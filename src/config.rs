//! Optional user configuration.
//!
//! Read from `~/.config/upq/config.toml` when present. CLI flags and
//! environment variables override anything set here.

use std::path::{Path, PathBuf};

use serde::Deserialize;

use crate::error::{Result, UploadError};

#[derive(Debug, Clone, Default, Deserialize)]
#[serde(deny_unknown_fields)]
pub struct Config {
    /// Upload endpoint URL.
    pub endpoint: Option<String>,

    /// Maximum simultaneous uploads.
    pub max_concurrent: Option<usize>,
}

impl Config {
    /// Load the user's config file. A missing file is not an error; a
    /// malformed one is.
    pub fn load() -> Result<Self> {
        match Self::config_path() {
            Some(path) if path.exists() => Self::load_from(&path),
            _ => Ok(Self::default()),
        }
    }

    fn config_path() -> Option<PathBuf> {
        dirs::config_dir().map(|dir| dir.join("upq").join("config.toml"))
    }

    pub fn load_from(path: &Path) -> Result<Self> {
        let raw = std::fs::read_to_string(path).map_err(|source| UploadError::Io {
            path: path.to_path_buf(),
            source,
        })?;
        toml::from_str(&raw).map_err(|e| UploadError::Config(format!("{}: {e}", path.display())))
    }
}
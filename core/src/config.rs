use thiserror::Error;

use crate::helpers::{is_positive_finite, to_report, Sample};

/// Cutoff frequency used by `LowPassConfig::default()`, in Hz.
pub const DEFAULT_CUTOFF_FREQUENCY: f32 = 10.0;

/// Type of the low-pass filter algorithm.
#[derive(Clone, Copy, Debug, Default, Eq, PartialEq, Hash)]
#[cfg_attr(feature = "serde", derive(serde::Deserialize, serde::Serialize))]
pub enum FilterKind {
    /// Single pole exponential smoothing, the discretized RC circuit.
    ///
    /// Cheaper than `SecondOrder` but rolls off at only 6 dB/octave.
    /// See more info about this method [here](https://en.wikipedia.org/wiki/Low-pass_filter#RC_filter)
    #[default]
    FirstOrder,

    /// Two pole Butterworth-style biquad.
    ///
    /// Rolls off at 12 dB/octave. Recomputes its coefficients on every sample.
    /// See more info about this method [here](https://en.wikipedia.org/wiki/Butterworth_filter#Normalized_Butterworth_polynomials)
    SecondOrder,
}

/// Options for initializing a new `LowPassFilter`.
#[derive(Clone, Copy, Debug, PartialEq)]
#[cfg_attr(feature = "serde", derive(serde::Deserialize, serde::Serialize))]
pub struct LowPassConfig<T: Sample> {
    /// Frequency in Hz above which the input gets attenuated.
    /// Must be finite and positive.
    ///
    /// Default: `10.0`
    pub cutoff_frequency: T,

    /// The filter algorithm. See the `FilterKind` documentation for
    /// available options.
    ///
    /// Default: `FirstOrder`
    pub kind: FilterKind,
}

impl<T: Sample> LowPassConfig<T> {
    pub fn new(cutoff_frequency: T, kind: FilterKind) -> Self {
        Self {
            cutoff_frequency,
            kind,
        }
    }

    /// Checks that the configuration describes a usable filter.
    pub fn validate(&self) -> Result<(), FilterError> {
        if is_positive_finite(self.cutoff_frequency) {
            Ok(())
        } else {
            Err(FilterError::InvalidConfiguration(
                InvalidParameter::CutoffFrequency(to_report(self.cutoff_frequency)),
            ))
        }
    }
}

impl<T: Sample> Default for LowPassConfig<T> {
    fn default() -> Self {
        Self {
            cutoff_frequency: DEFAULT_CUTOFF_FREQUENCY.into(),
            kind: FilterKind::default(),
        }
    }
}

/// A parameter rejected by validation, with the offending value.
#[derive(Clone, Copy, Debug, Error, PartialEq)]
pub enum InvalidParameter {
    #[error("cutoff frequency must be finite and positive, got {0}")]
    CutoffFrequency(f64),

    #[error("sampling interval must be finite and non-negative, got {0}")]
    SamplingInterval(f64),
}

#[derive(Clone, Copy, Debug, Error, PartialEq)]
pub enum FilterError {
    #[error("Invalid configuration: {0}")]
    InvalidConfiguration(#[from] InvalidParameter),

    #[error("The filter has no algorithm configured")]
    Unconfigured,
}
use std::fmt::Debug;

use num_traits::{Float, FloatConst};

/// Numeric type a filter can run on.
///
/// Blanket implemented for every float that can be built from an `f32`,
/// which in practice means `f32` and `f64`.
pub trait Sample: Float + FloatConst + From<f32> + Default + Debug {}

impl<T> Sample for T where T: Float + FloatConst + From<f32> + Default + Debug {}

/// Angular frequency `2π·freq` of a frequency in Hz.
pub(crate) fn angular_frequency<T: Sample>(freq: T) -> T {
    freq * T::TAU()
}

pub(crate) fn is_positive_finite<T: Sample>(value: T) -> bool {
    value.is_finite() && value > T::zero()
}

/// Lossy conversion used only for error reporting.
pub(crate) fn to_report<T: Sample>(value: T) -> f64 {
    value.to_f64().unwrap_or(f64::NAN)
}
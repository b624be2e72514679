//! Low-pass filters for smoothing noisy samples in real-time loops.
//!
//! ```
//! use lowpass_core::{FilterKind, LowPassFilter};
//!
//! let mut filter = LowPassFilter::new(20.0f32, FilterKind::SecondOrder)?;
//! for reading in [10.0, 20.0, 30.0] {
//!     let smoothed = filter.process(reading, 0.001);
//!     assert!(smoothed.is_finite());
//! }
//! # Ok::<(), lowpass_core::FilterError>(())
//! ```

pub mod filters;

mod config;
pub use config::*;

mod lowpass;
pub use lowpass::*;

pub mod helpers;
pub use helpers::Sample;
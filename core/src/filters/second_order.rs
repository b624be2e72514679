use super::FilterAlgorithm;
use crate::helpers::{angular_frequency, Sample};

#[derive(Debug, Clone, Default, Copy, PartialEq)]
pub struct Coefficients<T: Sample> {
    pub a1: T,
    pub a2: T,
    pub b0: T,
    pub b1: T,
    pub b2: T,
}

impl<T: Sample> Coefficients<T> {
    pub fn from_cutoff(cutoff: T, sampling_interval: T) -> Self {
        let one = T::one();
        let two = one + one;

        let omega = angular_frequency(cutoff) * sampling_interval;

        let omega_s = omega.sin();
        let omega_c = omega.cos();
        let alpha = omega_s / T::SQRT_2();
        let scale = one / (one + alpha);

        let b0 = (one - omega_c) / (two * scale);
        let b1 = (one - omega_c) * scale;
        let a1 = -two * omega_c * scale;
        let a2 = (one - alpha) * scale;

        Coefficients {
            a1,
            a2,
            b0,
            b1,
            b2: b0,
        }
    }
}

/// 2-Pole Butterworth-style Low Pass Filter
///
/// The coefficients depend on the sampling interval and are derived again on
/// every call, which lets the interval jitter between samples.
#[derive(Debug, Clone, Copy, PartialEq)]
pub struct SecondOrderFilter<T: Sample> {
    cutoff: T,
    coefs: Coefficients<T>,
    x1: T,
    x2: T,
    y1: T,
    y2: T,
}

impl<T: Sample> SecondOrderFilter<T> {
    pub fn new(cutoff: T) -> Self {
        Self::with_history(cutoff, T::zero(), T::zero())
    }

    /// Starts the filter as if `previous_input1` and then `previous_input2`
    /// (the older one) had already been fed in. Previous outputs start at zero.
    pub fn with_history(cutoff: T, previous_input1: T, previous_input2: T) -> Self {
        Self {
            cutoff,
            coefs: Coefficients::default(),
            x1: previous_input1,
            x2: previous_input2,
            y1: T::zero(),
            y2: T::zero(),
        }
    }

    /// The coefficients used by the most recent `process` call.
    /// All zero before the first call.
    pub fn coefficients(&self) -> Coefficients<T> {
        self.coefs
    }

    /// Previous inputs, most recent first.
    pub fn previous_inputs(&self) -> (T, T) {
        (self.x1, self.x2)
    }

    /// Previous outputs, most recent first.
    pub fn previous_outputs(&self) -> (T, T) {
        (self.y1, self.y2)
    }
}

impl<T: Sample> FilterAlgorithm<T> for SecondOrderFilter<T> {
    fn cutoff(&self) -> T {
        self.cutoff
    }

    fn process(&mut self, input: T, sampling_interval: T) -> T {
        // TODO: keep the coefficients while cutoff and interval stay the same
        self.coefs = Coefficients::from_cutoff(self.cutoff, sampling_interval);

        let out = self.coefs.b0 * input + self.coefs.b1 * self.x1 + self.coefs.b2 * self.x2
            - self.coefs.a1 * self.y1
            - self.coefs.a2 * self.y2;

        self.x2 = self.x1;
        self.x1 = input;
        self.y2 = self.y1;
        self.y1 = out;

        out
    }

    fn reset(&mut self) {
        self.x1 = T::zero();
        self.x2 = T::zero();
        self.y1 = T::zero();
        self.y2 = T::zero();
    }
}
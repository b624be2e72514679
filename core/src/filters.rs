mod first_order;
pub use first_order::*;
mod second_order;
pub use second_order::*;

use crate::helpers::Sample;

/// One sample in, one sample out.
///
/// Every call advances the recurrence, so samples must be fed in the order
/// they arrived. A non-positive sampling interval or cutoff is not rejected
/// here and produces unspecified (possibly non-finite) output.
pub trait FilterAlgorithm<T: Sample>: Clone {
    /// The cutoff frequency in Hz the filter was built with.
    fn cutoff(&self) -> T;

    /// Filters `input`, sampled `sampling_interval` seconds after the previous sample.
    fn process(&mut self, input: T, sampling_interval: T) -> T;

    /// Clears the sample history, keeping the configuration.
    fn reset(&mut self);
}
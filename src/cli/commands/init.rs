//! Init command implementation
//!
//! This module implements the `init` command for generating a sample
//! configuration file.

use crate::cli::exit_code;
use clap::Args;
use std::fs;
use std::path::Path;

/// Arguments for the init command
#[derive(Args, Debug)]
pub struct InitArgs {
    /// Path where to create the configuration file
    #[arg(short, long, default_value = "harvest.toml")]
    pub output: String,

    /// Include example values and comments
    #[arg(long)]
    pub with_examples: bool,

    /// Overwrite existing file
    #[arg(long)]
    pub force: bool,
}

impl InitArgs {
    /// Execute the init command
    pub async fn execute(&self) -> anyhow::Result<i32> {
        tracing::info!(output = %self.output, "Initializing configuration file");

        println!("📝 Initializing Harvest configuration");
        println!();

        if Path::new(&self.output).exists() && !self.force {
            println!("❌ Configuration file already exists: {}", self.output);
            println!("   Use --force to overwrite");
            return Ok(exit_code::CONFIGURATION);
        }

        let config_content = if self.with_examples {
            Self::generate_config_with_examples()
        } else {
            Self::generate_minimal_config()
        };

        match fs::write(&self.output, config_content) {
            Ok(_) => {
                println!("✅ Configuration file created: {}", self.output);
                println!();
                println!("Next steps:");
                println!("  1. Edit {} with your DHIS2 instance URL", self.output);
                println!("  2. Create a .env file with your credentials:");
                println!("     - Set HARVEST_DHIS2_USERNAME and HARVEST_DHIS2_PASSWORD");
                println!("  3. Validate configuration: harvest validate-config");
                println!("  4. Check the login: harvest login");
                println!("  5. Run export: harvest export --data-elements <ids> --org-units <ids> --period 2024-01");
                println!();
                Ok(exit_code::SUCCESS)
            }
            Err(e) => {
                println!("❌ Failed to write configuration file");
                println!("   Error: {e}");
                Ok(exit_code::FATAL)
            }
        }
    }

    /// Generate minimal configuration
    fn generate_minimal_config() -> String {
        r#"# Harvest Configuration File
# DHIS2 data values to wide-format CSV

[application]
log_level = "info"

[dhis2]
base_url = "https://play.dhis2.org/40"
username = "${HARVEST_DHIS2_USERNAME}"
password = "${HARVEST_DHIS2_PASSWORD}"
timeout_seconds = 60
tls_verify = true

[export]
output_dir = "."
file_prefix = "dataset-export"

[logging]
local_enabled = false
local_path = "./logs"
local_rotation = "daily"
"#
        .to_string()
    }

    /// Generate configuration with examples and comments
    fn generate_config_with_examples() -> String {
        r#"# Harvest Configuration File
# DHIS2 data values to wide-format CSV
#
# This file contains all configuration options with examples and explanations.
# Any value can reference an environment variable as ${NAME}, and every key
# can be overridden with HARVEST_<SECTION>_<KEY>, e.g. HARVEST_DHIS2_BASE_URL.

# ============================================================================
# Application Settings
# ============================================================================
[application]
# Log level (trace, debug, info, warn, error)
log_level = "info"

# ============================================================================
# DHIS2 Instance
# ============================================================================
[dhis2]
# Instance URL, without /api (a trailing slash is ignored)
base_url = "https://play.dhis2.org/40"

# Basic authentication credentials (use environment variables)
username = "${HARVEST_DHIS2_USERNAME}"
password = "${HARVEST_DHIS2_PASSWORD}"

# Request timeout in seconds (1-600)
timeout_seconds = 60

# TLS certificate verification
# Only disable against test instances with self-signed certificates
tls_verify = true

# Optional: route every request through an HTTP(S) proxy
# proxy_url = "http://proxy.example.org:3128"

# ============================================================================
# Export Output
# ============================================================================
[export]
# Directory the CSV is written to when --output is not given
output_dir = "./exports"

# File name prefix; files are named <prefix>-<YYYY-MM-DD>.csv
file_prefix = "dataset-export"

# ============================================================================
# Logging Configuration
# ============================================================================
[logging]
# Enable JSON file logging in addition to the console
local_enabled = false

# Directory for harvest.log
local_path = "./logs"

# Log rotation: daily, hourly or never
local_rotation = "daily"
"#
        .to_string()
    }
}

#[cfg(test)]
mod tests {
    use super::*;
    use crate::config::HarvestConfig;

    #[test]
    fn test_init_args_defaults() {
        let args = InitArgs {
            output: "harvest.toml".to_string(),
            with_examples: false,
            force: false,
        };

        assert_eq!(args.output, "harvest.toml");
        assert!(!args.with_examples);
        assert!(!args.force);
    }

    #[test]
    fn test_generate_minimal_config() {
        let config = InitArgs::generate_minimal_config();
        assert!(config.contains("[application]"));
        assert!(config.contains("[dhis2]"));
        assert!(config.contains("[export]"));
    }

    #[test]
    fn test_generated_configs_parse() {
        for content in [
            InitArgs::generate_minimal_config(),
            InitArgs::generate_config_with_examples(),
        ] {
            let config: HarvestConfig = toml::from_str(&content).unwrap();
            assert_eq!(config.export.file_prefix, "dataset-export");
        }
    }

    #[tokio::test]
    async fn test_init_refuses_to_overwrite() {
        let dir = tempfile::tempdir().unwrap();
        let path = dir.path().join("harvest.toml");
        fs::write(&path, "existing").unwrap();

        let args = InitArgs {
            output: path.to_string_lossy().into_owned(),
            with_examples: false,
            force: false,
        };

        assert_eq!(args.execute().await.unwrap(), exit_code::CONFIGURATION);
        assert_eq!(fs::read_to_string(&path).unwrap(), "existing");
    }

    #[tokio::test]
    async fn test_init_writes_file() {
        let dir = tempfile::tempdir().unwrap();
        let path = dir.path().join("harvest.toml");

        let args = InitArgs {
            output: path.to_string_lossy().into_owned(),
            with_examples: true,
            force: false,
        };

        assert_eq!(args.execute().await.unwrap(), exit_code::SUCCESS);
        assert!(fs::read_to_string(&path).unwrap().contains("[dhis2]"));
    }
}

= = =

* WHAT YOU WILL DO *
Say how many lines of the material contain the word "SecondOrderFilter". Add nothing to the number.

* SOLUTION TO THIS TASK *
3